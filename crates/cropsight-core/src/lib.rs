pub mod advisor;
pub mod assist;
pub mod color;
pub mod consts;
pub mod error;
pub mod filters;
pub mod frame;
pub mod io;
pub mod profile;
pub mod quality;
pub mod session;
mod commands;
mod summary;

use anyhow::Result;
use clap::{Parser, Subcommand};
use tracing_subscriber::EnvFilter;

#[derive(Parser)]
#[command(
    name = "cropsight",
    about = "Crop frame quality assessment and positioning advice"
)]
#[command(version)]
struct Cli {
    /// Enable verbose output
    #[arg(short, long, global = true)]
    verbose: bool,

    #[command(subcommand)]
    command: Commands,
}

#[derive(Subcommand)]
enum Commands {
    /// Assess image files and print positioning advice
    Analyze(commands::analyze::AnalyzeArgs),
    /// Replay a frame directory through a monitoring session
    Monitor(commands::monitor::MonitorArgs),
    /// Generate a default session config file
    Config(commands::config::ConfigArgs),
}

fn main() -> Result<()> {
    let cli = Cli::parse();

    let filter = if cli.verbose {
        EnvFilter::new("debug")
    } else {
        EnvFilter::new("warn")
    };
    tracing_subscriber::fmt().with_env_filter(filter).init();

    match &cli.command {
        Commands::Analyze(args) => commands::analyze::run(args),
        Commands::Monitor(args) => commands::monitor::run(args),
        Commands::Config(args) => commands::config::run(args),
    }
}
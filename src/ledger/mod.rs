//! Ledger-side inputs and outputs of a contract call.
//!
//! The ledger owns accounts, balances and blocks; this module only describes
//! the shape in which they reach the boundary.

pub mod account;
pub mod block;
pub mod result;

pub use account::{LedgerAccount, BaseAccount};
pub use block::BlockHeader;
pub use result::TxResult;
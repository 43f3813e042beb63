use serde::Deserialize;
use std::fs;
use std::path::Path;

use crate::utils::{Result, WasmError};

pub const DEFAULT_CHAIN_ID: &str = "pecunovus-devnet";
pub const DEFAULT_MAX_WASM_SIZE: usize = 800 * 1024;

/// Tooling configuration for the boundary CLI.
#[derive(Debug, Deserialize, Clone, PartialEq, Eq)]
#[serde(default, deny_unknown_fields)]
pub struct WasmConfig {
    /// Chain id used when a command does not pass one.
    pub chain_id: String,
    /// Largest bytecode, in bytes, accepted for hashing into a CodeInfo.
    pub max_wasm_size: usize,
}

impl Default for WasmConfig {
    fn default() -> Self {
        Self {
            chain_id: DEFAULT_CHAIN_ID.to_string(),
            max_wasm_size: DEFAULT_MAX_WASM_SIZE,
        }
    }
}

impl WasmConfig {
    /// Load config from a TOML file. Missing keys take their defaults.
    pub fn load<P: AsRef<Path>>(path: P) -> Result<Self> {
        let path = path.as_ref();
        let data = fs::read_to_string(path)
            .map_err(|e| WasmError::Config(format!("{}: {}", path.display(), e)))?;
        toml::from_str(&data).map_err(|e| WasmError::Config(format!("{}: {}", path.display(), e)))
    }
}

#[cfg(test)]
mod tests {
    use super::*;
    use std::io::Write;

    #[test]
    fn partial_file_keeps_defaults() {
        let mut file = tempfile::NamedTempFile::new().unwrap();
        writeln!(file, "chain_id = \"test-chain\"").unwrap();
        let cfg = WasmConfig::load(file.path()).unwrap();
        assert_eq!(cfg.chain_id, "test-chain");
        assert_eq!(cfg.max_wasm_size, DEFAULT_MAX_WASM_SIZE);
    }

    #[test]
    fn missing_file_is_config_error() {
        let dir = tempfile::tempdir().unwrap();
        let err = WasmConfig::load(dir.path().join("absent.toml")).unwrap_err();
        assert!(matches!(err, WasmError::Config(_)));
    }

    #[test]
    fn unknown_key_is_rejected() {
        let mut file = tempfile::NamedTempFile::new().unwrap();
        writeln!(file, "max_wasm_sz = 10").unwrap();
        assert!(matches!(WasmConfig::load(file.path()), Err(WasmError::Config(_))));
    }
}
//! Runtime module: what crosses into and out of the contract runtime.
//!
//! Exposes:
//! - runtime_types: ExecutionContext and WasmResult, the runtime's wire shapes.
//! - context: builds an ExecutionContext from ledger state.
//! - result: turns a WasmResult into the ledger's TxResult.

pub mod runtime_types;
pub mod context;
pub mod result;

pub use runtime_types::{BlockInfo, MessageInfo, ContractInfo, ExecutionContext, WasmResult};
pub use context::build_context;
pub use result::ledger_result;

• WHAT THE TASK ASKS:
Once you have counted the lines of the records that contain the word "analyze", give the count and nothing else.

• RESULT BELOW:
2